To ensure that the outside and inside temperatures are at 5°C and 30°C respectively, that there's a supply of fresh oxygen, and that moisture generated from the malt production process is sufficiently eliminated, a Δh of 2-3 m is required (the exact height is adjusted at the operation site in winter).
To maintain this condition, a heat source and a control mechanism are required. In the past, the main heating method employed a certain type of hotbed solution, but these days the use of panel heaters have become safe and popular. The amount of heat required for heating is determined after knowing the amount of steamed rice, the capacity of the koji room and the Δt between the outside air and the insulated air of the room.
Tools used to make kōji (March 6, 2021)
As long as the ventilation port can be opened to about 3cm and the room is maintained at 30C, the ideal conditions can be met. Generally, hotbed wires and panel heaters are single-phase 200V, 500W. In a general brewery, when wiring from a three-phase power line (200V), the number of heaters installed should be a multiple of three. At Matsumoto Sake Brewery, the heat source in the kōji room is 8m in width, 12m in length, and 2.4m in height.
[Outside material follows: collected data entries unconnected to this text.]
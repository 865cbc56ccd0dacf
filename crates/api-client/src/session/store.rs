//! Session Store
//!
//! Durable, single-writer record of the current authenticated identity. The
//! session lives in memory for the request path (the Gateway reads the token
//! on every call) and is mirrored into [`SecureStorage`] as two entries: the
//! opaque token and the JSON user record.
//!
//! The store is an explicit instance shared through an `Arc`; the Gateway
//! and the endpoint groups receive it at construction.

use super::{Result, Session, SessionCallback, SessionError, SessionEvent, User};
use parking_lot::RwLock as CallbackLock;
use std::sync::Arc;
use storage::{MemoryStorage, SecureStorage};
use tokio::sync::RwLock;

/// Secure-storage key of the bearer token
pub const TOKEN_KEY: &str = "auth_token";

/// Secure-storage key of the serialized user record
pub const USER_KEY: &str = "user_data";

/// Persisted session holder
pub struct SessionStore {
    /// Backing secure storage
    storage: Arc<dyn SecureStorage>,

    /// In-memory copy of the persisted session
    current: RwLock<Option<Session>>,

    /// Session event callbacks
    callbacks: CallbackLock<Vec<SessionCallback>>,
}

impl std::fmt::Debug for SessionStore {
    fn fmt(&self, f: &mut std::fmt::Formatter<'_>) -> std::fmt::Result {
        f.debug_struct("SessionStore")
            .field("callbacks", &self.callbacks.read().len())
            .finish_non_exhaustive()
    }
}

impl SessionStore {
    /// Create a store over the given secure storage. Call [`load`](Self::load)
    /// at startup to pick up a previously saved session.
    pub fn new(storage: Arc<dyn SecureStorage>) -> Self {
        Self {
            storage,
            current: RwLock::new(None),
            callbacks: CallbackLock::new(Vec::new()),
        }
    }

    /// Create a store backed by process memory only
    pub fn in_memory() -> Self {
        Self::new(Arc::new(MemoryStorage::new()))
    }

    /// Read the token and user record from secure storage
    ///
    /// Returns `None` unless both entries are present. A user record that no
    /// longer parses is treated as absent and both entries are removed.
    pub async fn load(&self) -> Result<Option<Session>> {
        let token = self.storage.get_item(TOKEN_KEY).await?;
        let user_json = self.storage.get_item(USER_KEY).await?;

        let session = match (token, user_json) {
            (Some(token), Some(user_json)) => match serde_json::from_str::<User>(&user_json) {
                Ok(user) => Some(Session::new(user, token)),
                Err(e) => {
                    tracing::warn!("Discarding unreadable stored user record: {}", e);
                    self.remove_entries().await?;
                    None
                }
            },
            _ => None,
        };

        tracing::debug!(restored = session.is_some(), "session loaded from secure storage");

        *self.current.write().await = session.clone();
        Ok(session)
    }

    /// Persist a session and make it current
    ///
    /// The user record is written before the token. If either write fails,
    /// both entries are removed and no session remains in memory or storage.
    pub async fn save(&self, session: Session) -> Result<()> {
        let user_json = serde_json::to_string(&session.user)?;

        let failure = {
            let mut current = self.current.write().await;
            let written = self.write_entries(&session.token, &user_json).await;
            match written {
                Ok(()) => {
                    *current = Some(Session { is_authenticated: true, ..session });
                    None
                }
                Err(e) => Some((e, current.take().is_some())),
            }
        };

        match failure {
            None => {
                self.emit(SessionEvent::Created);
                Ok(())
            }
            Some((e, had_session)) => {
                tracing::warn!("Could not persist session, discarding it: {}", e);
                if had_session {
                    self.emit(SessionEvent::Cleared);
                }
                Err(e)
            }
        }
    }

    /// Remove the session from memory and secure storage
    ///
    /// The in-memory session is dropped first, so requests built after this
    /// call never carry the old token even if storage removal fails.
    pub async fn clear(&self) -> Result<()> {
        self.current.write().await.take();
        let result = self.remove_entries().await;

        self.emit(SessionEvent::Cleared);
        result
    }

    /// Tear the session down after an unrecoverable auth failure
    ///
    /// Emits [`SessionEvent::Expired`] when a session was active, then clears.
    pub async fn expire(&self) -> Result<()> {
        if self.current.read().await.is_some() {
            self.emit(SessionEvent::Expired);
        }
        self.clear().await
    }

    /// Replace the token of the active session
    pub async fn update_token(&self, token: impl Into<String>) -> Result<()> {
        let token = token.into();

        {
            let mut current = self.current.write().await;
            let session = current.as_mut().ok_or(SessionError::NoSession)?;
            self.storage.set_item(TOKEN_KEY, &token).await?;
            session.token = token;
        }

        self.emit(SessionEvent::Refreshed);
        Ok(())
    }

    /// Replace the user record of the active session
    pub async fn update_user(&self, user: User) -> Result<()> {
        let user_json = serde_json::to_string(&user)?;

        {
            let mut current = self.current.write().await;
            let session = current.as_mut().ok_or(SessionError::NoSession)?;
            self.storage.set_item(USER_KEY, &user_json).await?;
            session.user = user;
        }

        self.emit(SessionEvent::UserUpdated);
        Ok(())
    }

    /// Current bearer token
    pub async fn token(&self) -> Option<String> {
        self.current.read().await.as_ref().map(|s| s.token.clone())
    }

    /// Current session
    pub async fn current(&self) -> Option<Session> {
        self.current.read().await.clone()
    }

    /// Current user
    pub async fn current_user(&self) -> Option<User> {
        self.current.read().await.as_ref().map(|s| s.user.clone())
    }

    /// Whether a session is active
    pub async fn is_authenticated(&self) -> bool {
        self.current
            .read()
            .await
            .as_ref()
            .is_some_and(|s| s.is_authenticated)
    }

    /// Register a session event callback
    ///
    /// Callbacks run synchronously on the task that caused the event and
    /// must not block.
    pub fn on_event<F>(&self, callback: F)
    where
        F: Fn(SessionEvent) + Send + Sync + 'static,
    {
        self.callbacks.write().push(Arc::new(callback));
    }

    async fn write_entries(&self, token: &str, user_json: &str) -> Result<()> {
        let written = match self.storage.set_item(USER_KEY, user_json).await {
            Ok(()) => self.storage.set_item(TOKEN_KEY, token).await,
            Err(e) => Err(e),
        };

        if let Err(e) = written {
            if let Err(cleanup) = self.remove_entries().await {
                tracing::error!("Failed to roll back partial session write: {}", cleanup);
            }
            return Err(e.into());
        }
        Ok(())
    }

    /// Delete both entries, attempting each even if the other fails
    async fn remove_entries(&self) -> Result<()> {
        let token = self.storage.delete_item(TOKEN_KEY).await;
        let user = self.storage.delete_item(USER_KEY).await;
        token?;
        user?;
        Ok(())
    }

    fn emit(&self, event: SessionEvent) {
        tracing::debug!(?event, "session event");
        let callbacks = self.callbacks.read().clone();
        for callback in callbacks {
            callback(event);
        }
    }
}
It almost goes without saying, but natural ventilation takes place when air moves between a room and its exterior, owing to a difference between their respective ambient temperatures (and hence air densities). As such, the diminishing difference in indoor and outdoor ambient temperatures which is expected with the start of spring, autumn and summer, lowers natural ventilation to a point that adequate oxygen supply for kōji growth can not be attained.
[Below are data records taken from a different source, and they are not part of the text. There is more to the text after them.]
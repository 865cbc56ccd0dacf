//! Header injection

use crate::session::SessionStore;
use crate::transport::{ApiRequest, RawResponse, Transport, TransportError};
use async_trait::async_trait;
use std::sync::Arc;

/// Client identification header
pub const CLIENT_TYPE_HEADER: &str = "X-Client-Type";

/// App version header
pub const APP_VERSION_HEADER: &str = "X-App-Version";

/// Attaches client identification, content negotiation and the bearer token
///
/// The token is read from the [`SessionStore`] when the request is sent, so a
/// replay after a refresh picks up the new token. Multipart bodies get no
/// `Content-Type` here; the transport writes it together with the boundary.
pub struct HeaderLayer<T> {
    inner: T,
    session: Arc<SessionStore>,
    client_type: String,
    app_version: String,
}

impl<T> HeaderLayer<T> {
    /// Wrap `inner`
    pub fn new(
        inner: T,
        session: Arc<SessionStore>,
        client_type: impl Into<String>,
        app_version: impl Into<String>,
    ) -> Self {
        Self {
            inner,
            session,
            client_type: client_type.into(),
            app_version: app_version.into(),
        }
    }
}

#[async_trait]
impl<T: Transport> Transport for HeaderLayer<T> {
    async fn send(&self, mut request: ApiRequest) -> Result<RawResponse, TransportError> {
        request.set_header(CLIENT_TYPE_HEADER, self.client_type.as_str());
        request.set_header(APP_VERSION_HEADER, self.app_version.as_str());
        request.set_header("Accept", "application/json");

        if request.body.is_multipart() {
            request.remove_header("Content-Type");
        } else {
            request.set_header("Content-Type", "application/json");
        }

        match self.session.token().await {
            Some(token) => request.set_header("Authorization", format!("Bearer {}", token)),
            None => request.remove_header("Authorization"),
        }

        self.inner.send(request).await
    }
}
Photo: The koshiki (rice steaming vat) after taking out the steamed rice
(8:15am, February 26, 2021)
The sake brewery operates in the cold winter months, and the brewery floor is alive with all its varied production processes taking place in harmony, imparting an atmosphere of wonder. The air and water in the rice washing room is a chill 10°C. A moderate temperature of 15°C is required to store the washed rice, and if too cold, the quality of the steamed rice will be impacted. Upon taking out freshly steamed rice at the steaming facility, the worker's skin is exposed to vapor of considerable heat (40°C and 90% humidity). The ventilation fans works vigorously to cycle the steam out of the brewery. Elsewhere, a cooler endeavors to cool down steamed rice to approximately 10°C. Meanwhile, the inside of the kōji room (30°C/30% humidity), is so hot and dry, one would not believe it is winter outside. Well water drawn at 18°C is cooled in a cooler at 3°C. Within the wooden walls of the sake brewery in winter, there exists cold areas, hot and dry areas and hot and intensely humid areas all forming a whole ecosystem of sorts, with the purpose of producing the best sake product possible. At present, it is widely believed to be impossible to reproduce the optimum sake brewing environment through artificial means in summer climes.